La manière de regarder la télévision, comme d’écouter la radio, se transforme. Des générations entières ont déserté, en France comme dans le monde entier, les écrans traditionnels. C'est un changement de paradigme qui s'opère. Des pratiques nouvelles émergent : la consommation en différé des programmes, mais aussi le goût pour la fabrication personnelle de sa télévision, faite de vidéos YouTube. L'émergence du gaming parmi les adolescents marque une rupture dans la notion même de programme, tout comme les promesses de la réalité virtuelle. Les télévisions du monde entier font face à un paradoxe : Internet a généralisé les vidéos, mais la notion de programme a été élargie bien au-delà de la télévision traditionnelle. D'ici quelques années, 30% à 40% de la consommation se feront de manière délinéarisée. Un paradoxe économique a pris la forme, alors que la création est exploitée par des plateformes délinéarisées toujours plus nombreuses, ce sont toujours les acteurs de la diffusion linéaire, les chaînes, qui financent les programmes.
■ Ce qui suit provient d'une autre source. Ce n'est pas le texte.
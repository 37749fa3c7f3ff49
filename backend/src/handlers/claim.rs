use axum::{extract::State, response::Json};
use serde::Deserialize;

use super::{api_error, dispatch_status, ApiError, AppState};
use crate::models::{ClaimReceipt, WalletPurpose};

#[derive(Debug, Deserialize)]
pub struct ClaimRequest {
    pub token: String,
    /// Defaults to the main airdrop wallets
    pub purpose: Option<WalletPurpose>,
}

pub async fn claim_airdrop(
    State(state): State<AppState>,
    Json(req): Json<ClaimRequest>,
) -> Result<Json<ClaimReceipt>, ApiError> {
    let purpose = req.purpose.unwrap_or(WalletPurpose::MainAirdrop);

    match state.claims.claim(&req.token, purpose).await {
        Ok(receipt) => Ok(Json(receipt)),
        Err(e) => {
            let status = dispatch_status(&e);
            if status.is_server_error() {
                tracing::error!("Claim failed ({}): {}", purpose, e);
            } else {
                tracing::info!("Claim rejected ({}): {}", purpose, e);
            }
            Err(api_error(status, e.to_string()))
        }
    }
}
Dernier média de masse, la télévision est un enjeu de société. Elle seule offre un temps d'écoute collective et partagée. A l'heure de l'individualisation, elle est un vecteur de lien social. La télévision publique cherche le soutien des téléspectateurs, sans être obsédée par les résultats d'audience. Elle vise à représenter toutes les réalités et à constituer une « maison commune ». La Nation doit pouvoir se rassembler, s'écouter, dans une agora partagée. Réussir une télévision pour tous est le socle du service public.

France Télévisions va partir à la reconquête de tous les publics et s'adapter à tous les usages. Nous allons offrir, à ceux qui ont déserté les téléviseurs une offre amplifiée sur le numérique en repensant l’ergonomie globale, afin de systématiser la recommandation et d’améliorer la visibilité de nos programmes. De la création à la diffusion, l’offre numérique doit s’inscrire dans une logique nouvelle. Ce renouveau passe par une meilleure articulation au sein des chaînes, qui en devenant des labels de qualités, doivent pouvoir déployer une offre sur tous les supports, autour de leurs identités clarifiées et renforcées, ainsi que de leurs marques programmes. Le lancement d’une chaîne d’information, prioritairement dédiée aux supports numériques, constitue le premier jalon de cette stratégie.

A) Donner de la puissance au bouquet de France Télévisions

Le bouquet de France Télévisions est varié et ouvert à une diversité des publics. Néanmoins, dans une période accrue de concurrence internationale et face à la multiplication des chaînes sur la TNT, l’enjeu est de donner de la puissance à ce bouquet. D’autres groupes publics européens y sont parvenus en quelques années. Cela exige d’engager une mutation des métiers et des savoir-faire pour s’adapter au nouvel univers. L’enjeu est de défendre la culture audiovisuelle française en déployant une offre variée. Cela passe par un renforcement de l’identité des chaînes pour les faire gagner en cohérence.

Un chantier majeur a été ouvert dès les premières semaines de la mandature, afin de redéfinir l’identité des chaînes et de préciser leurs contours. Cette orientation s’affinera et se précisera dans les semaines qui viennent. Il s’agit de donner de la puissance à notre bouquet, à l’image des modèles de nos partenaires européens. Le rattrapage numérique engagé au cours des dernières années a été décisif. La rapidité des transformations des modes de consommation impose d’aller plus loin que le rattrapage effectué ces dernières années. Le rapprochement, à l’image des entreprises de presse, entre les antennes et le numérique devra permettre une augmentation de l’audience et son rajeunissement par la reconquête des publics qui désertent la télévision traditionnelle.

Deux thématiques ont contribué à conquérir de nouvelles audiences en Europe. Les chaînes jeunesses, autour de l'animation, permettent de rajeunir les audiences et de garder un public composé aussi de tout-petits. Les chaînes d'information ont pris une ampleur décisive dans le monde entier. Aujourd'hui, à l'exception de la France, tous les services publics européens disposent d'une chaîne d'information.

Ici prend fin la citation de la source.